Photographer Molly Harrell was on the dance floor (and occasionally above it), taking photos. She sent us a few.
In December 1937, Life magazine ran a four-page spread declaring that the year would be remembered as “The Year of The Big Apple.” One writer proclaimed that even
Winston Churchill was doing it.
(And yes, if I had a time machine, I might actually travel back to see that.)
The origins of the dance go back to the 1800s, but it became popular at The Big Apple Club (a building that’s behind Richland County Public library downtown) around 1936. The Big Apple was a nightclub that had once been a synagogue. These two dancers are Frankie Manning and Helen Coplan. Helen was there in the 1930s to see The Big Apple dance take off. Frankie helped to make it famous.

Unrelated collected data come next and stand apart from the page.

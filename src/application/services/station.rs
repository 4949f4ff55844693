//! Station and slot management business logic

use std::sync::Arc;

use chrono::{DateTime, Utc};
use log::info;

use crate::domain::{
    ChargingStation, DomainError, DomainResult, RepositoryProvider, Slot, StationFilter,
};

/// Service for station CRUD and slot management
pub struct StationService {
    repos: Arc<dyn RepositoryProvider>,
}

impl StationService {
    pub fn new(repos: Arc<dyn RepositoryProvider>) -> Self {
        Self { repos }
    }

    /// Create a station from the owner-facing route (`name`, `location`,
    /// `capacity`).
    pub async fn create_station(
        &self,
        name: &str,
        location: &str,
        capacity: i32,
    ) -> DomainResult<ChargingStation> {
        if name.is_empty() || location.is_empty() {
            return Err(DomainError::Validation(
                "Name and location are required".to_string(),
            ));
        }
        let station = self
            .repos
            .stations()
            .save(ChargingStation::new(name, location, capacity))
            .await?;
        info!("Charging station created: {} ({})", station.name, station.id);
        Ok(station)
    }

    /// Create a station from the provider route (`station_name`,
    /// `location`, `station_type`). Capacity defaults to 1 on this path.
    pub async fn add_station(
        &self,
        name: &str,
        location: &str,
        station_type: &str,
    ) -> DomainResult<ChargingStation> {
        if name.is_empty() || location.is_empty() || station_type.is_empty() {
            return Err(DomainError::Validation(
                "Station Name, Location, and Type are required".to_string(),
            ));
        }
        let mut station = ChargingStation::new(name, location, 1);
        station.station_type = Some(station_type.to_string());
        let station = self.repos.stations().save(station).await?;
        info!("Charging station added: {} ({})", station.name, station.id);
        Ok(station)
    }

    pub async fn list_stations(&self) -> DomainResult<Vec<ChargingStation>> {
        self.repos.stations().find_all().await
    }

    pub async fn filter_stations(
        &self,
        filter: StationFilter,
    ) -> DomainResult<Vec<ChargingStation>> {
        self.repos.stations().find_filtered(filter).await
    }

    /// Add a slot under a station. The time window must be non-empty.
    pub async fn add_slot(
        &self,
        station_id: i32,
        start_time: DateTime<Utc>,
        end_time: DateTime<Utc>,
    ) -> DomainResult<Slot> {
        let slot = Slot::new(station_id, start_time, end_time).ok_or_else(|| {
            DomainError::Validation("start_time must be before end_time".to_string())
        })?;
        let slot = self.repos.slots().save(slot).await?;
        info!("Slot {} added for station {}", slot.id, station_id);
        Ok(slot)
    }

    /// Overwrite an existing slot's time window
    pub async fn edit_slot(
        &self,
        slot_id: i32,
        start_time: DateTime<Utc>,
        end_time: DateTime<Utc>,
    ) -> DomainResult<Slot> {
        if start_time >= end_time {
            return Err(DomainError::Validation(
                "start_time must be before end_time".to_string(),
            ));
        }
        let mut slot = self
            .repos
            .slots()
            .find_by_id(slot_id)
            .await?
            .ok_or_else(|| DomainError::not_found("Slot", slot_id))?;
        slot.start_time = start_time;
        slot.end_time = end_time;
        self.repos.slots().update(slot.clone()).await?;
        info!("Slot {} updated", slot_id);
        Ok(slot)
    }

    pub async fn delete_slot(&self, slot_id: i32) -> DomainResult<()> {
        let deleted = self.repos.slots().delete(slot_id).await?;
        if !deleted {
            return Err(DomainError::not_found("Slot", slot_id));
        }
        info!("Slot {} deleted", slot_id);
        Ok(())
    }

    /// Every slot for a station. An unknown station yields an empty list,
    /// not an error.
    pub async fn slot_availability(&self, station_id: i32) -> DomainResult<Vec<Slot>> {
        self.repos.slots().find_by_station(station_id).await
    }
}

#[cfg(test)]
mod tests {
    use super::*;
    use crate::infrastructure::database::migrator::Migrator;
    use crate::infrastructure::database::SeaOrmRepositoryProvider;
    use chrono::TimeZone;
    use sea_orm::Database;
    use sea_orm_migration::MigratorTrait;

    async fn service() -> StationService {
        let db = Database::connect("sqlite::memory:").await.unwrap();
        Migrator::up(&db, None).await.unwrap();
        StationService::new(Arc::new(SeaOrmRepositoryProvider::new(db)))
    }

    fn window() -> (DateTime<Utc>, DateTime<Utc>) {
        (
            Utc.with_ymd_and_hms(2024, 1, 1, 0, 0, 0).unwrap(),
            Utc.with_ymd_and_hms(2024, 1, 1, 1, 0, 0).unwrap(),
        )
    }

    #[tokio::test]
    async fn test_create_station_defaults_available() {
        let svc = service().await;
        let station = svc.create_station("S1", "L1", 2).await.unwrap();
        assert!(station.id > 0);
        assert!(station.is_available());

        let all = svc.list_stations().await.unwrap();
        assert_eq!(all.len(), 1);
        assert_eq!(all[0].name, "S1");
    }

    #[tokio::test]
    async fn test_add_station_requires_all_fields() {
        let svc = service().await;
        let err = svc.add_station("", "L1", "fast").await.unwrap_err();
        assert!(matches!(err, DomainError::Validation(_)));
    }

    #[tokio::test]
    async fn test_slot_add_edit_delete() {
        let svc = service().await;
        let station = svc.add_station("S1", "L1", "fast").await.unwrap();
        let (start, end) = window();

        let slot = svc.add_slot(station.id, start, end).await.unwrap();
        assert!(slot.is_available());

        let later = Utc.with_ymd_and_hms(2024, 1, 1, 2, 0, 0).unwrap();
        let edited = svc.edit_slot(slot.id, start, later).await.unwrap();
        assert_eq!(edited.end_time, later);

        svc.delete_slot(slot.id).await.unwrap();
        // second delete of the same id is a not-found error
        let err = svc.delete_slot(slot.id).await.unwrap_err();
        assert!(matches!(err, DomainError::NotFound { .. }));
    }

    #[tokio::test]
    async fn test_add_slot_rejects_inverted_window() {
        let svc = service().await;
        let station = svc.add_station("S1", "L1", "fast").await.unwrap();
        let (start, end) = window();
        let err = svc.add_slot(station.id, end, start).await.unwrap_err();
        assert!(matches!(err, DomainError::Validation(_)));
    }

    #[tokio::test]
    async fn test_edit_unknown_slot_is_not_found() {
        let svc = service().await;
        let (start, end) = window();
        let err = svc.edit_slot(999, start, end).await.unwrap_err();
        assert!(matches!(err, DomainError::NotFound { .. }));
    }

    #[tokio::test]
    async fn test_slot_availability_unknown_station_is_empty() {
        let svc = service().await;
        let slots = svc.slot_availability(42).await.unwrap();
        assert!(slots.is_empty());
    }

    #[tokio::test]
    async fn test_filter_stations() {
        let svc = service().await;
        let mut a = ChargingStation::new("A", "L1", 1);
        a.pricing = Some("low".to_string());
        let mut b = ChargingStation::new("B", "L2", 1);
        b.pricing = Some("high".to_string());
        svc.repos.stations().save(a).await.unwrap();
        svc.repos.stations().save(b).await.unwrap();

        let filter = StationFilter {
            pricing: Some("low".to_string()),
            ..Default::default()
        };
        let found = svc.filter_stations(filter).await.unwrap();
        assert_eq!(found.len(), 1);
        assert_eq!(found[0].name, "A");
    }
}
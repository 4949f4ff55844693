//! Validation of provider-issued ID tokens against the published key set

use jsonwebtoken::jwk::{AlgorithmParameters, JwkSet};
use jsonwebtoken::{decode, decode_header, Algorithm, DecodingKey, Validation};
use serde::Deserialize;
use thiserror::Error;

#[derive(Debug, Error)]
pub enum TokenValidationError {
    #[error("Token has expired")]
    Expired,

    #[error("Invalid token audience")]
    InvalidAudience,

    #[error("Token has no key id")]
    MissingKeyId,

    #[error("No published key matches kid {0}")]
    UnknownKey(String),

    #[error("Token is not an ID Token")]
    NotIdToken,

    #[error("Invalid token: {0}")]
    Invalid(String),
}

impl From<jsonwebtoken::errors::Error> for TokenValidationError {
    fn from(e: jsonwebtoken::errors::Error) -> Self {
        use jsonwebtoken::errors::ErrorKind;
        match e.kind() {
            ErrorKind::ExpiredSignature => TokenValidationError::Expired,
            ErrorKind::InvalidAudience => TokenValidationError::InvalidAudience,
            _ => TokenValidationError::Invalid(e.to_string()),
        }
    }
}

/// Claims carried by a provider ID token
#[derive(Debug, Clone, Deserialize)]
pub struct ExternalClaims {
    pub sub: String,
    pub iss: String,
    pub exp: i64,
    pub token_use: Option<String>,
    #[serde(rename = "cognito:username")]
    pub provider_username: Option<String>,
    pub username: Option<String>,
}

impl ExternalClaims {
    /// Username for display, preferring the provider-scoped claim
    pub fn display_name(&self) -> &str {
        self.provider_username
            .as_deref()
            .or(self.username.as_deref())
            .unwrap_or("Unknown User")
    }
}

/// Verify an RS256 ID token: signature against the key set, issuer,
/// audience (= client id), expiry, and the `token_use` claim.
pub fn validate_id_token(
    token: &str,
    jwks: &JwkSet,
    client_id: &str,
    issuer: &str,
) -> Result<ExternalClaims, TokenValidationError> {
    let header = decode_header(token)?;
    let kid = header.kid.ok_or(TokenValidationError::MissingKeyId)?;

    let jwk = jwks
        .find(&kid)
        .ok_or_else(|| TokenValidationError::UnknownKey(kid.clone()))?;

    let decoding_key = match &jwk.algorithm {
        AlgorithmParameters::RSA(rsa) => DecodingKey::from_rsa_components(&rsa.n, &rsa.e)
            .map_err(|e| TokenValidationError::Invalid(e.to_string()))?,
        _ => {
            return Err(TokenValidationError::Invalid(
                "Unsupported key type in key set".to_string(),
            ))
        }
    };

    let mut validation = Validation::new(Algorithm::RS256);
    validation.set_audience(&[client_id]);
    validation.set_issuer(&[issuer]);

    let data = decode::<ExternalClaims>(token, &decoding_key, &validation)?;

    if data.claims.token_use.as_deref() != Some("id") {
        return Err(TokenValidationError::NotIdToken);
    }

    Ok(data.claims)
}

#[cfg(test)]
mod tests {
    use super::*;

    fn empty_jwks() -> JwkSet {
        serde_json::from_str(r#"{"keys":[]}"#).unwrap()
    }

    #[test]
    fn test_garbage_token_is_invalid() {
        let err = validate_id_token("not-a-jwt", &empty_jwks(), "client", "issuer").unwrap_err();
        assert!(matches!(err, TokenValidationError::Invalid(_)));
    }

    #[test]
    fn test_token_without_kid_rejected() {
        // HS256 token signed without a kid header
        let token = jsonwebtoken::encode(
            &jsonwebtoken::Header::default(),
            &serde_json::json!({"sub": "x", "exp": 4102444800i64}),
            &jsonwebtoken::EncodingKey::from_secret(b"secret"),
        )
        .unwrap();

        let err = validate_id_token(&token, &empty_jwks(), "client", "issuer").unwrap_err();
        assert!(matches!(err, TokenValidationError::MissingKeyId));
    }

    #[test]
    fn test_unknown_kid_rejected() {
        let mut header = jsonwebtoken::Header::default();
        header.kid = Some("nope".to_string());
        let token = jsonwebtoken::encode(
            &header,
            &serde_json::json!({"sub": "x", "exp": 4102444800i64}),
            &jsonwebtoken::EncodingKey::from_secret(b"secret"),
        )
        .unwrap();

        let err = validate_id_token(&token, &empty_jwks(), "client", "issuer").unwrap_err();
        assert!(matches!(err, TokenValidationError::UnknownKey(_)));
    }

    #[test]
    fn test_display_name_fallbacks() {
        let mut claims = ExternalClaims {
            sub: "s".into(),
            iss: "i".into(),
            exp: 0,
            token_use: Some("id".into()),
            provider_username: Some("alice".into()),
            username: Some("bob".into()),
        };
        assert_eq!(claims.display_name(), "alice");
        claims.provider_username = None;
        assert_eq!(claims.display_name(), "bob");
        claims.username = None;
        assert_eq!(claims.display_name(), "Unknown User");
    }
}
//! Charging station entity for database

use sea_orm::entity::prelude::*;
use serde::{Deserialize, Serialize};

/// Charging station row. `status` is "available" or "occupied".
#[derive(Clone, Debug, PartialEq, Eq, DeriveEntityModel, Serialize, Deserialize)]
#[sea_orm(table_name = "charging_stations")]
pub struct Model {
    #[sea_orm(primary_key)]
    pub id: i32,
    pub name: String,
    pub location: String,
    pub capacity: i32,
    pub status: String,
    pub station_type: Option<String>,
    pub pricing: Option<String>,
    pub speed: Option<String>,
}

#[derive(Copy, Clone, Debug, EnumIter, DeriveRelation)]
pub enum Relation {
    #[sea_orm(has_many = "super::slot::Entity")]
    Slots,
    #[sea_orm(has_many = "super::charging_session::Entity")]
    Sessions,
}

impl Related<super::slot::Entity> for Entity {
    fn to() -> RelationDef {
        Relation::Slots.def()
    }
}

impl Related<super::charging_session::Entity> for Entity {
    fn to() -> RelationDef {
        Relation::Sessions.def()
    }
}

impl ActiveModelBehavior for ActiveModel {}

Helen was a member of this orthodox synagogue and sat upstairs here to worship. Later, when it became a juke joint, young whites would sit upstairs at this black dance club and watch the young African-American dancers do The Big Apple below. Helen sat upstairs then, too.
She told Molly that The Big Apple had only a juke box for music. When it would stop playing, she and the rest of the crowd upstairs would throw nickels down on the
dance floor to get the music--and more important, the dancers--going again.
Frankie Manning (born in 1914!) still teaches dance and is one of the founding fathers of the Lindy Hop. He’s performed in movies, on stage, and received a Tony Award for choreography.
Molly was so in awe of Frankie, she actually found someone to take HER picture. That’s Molly with him in the photo at left.
Among the other people sharing the floor with Mr. Manning was Erin
Jaffe Bolshakov, a tango dancer, instructor, and owner of Vista Ballroom. We featured Erin in skirt! last year. Erin at The Big Apple (photo on right) and Erin from our skirt! story (below).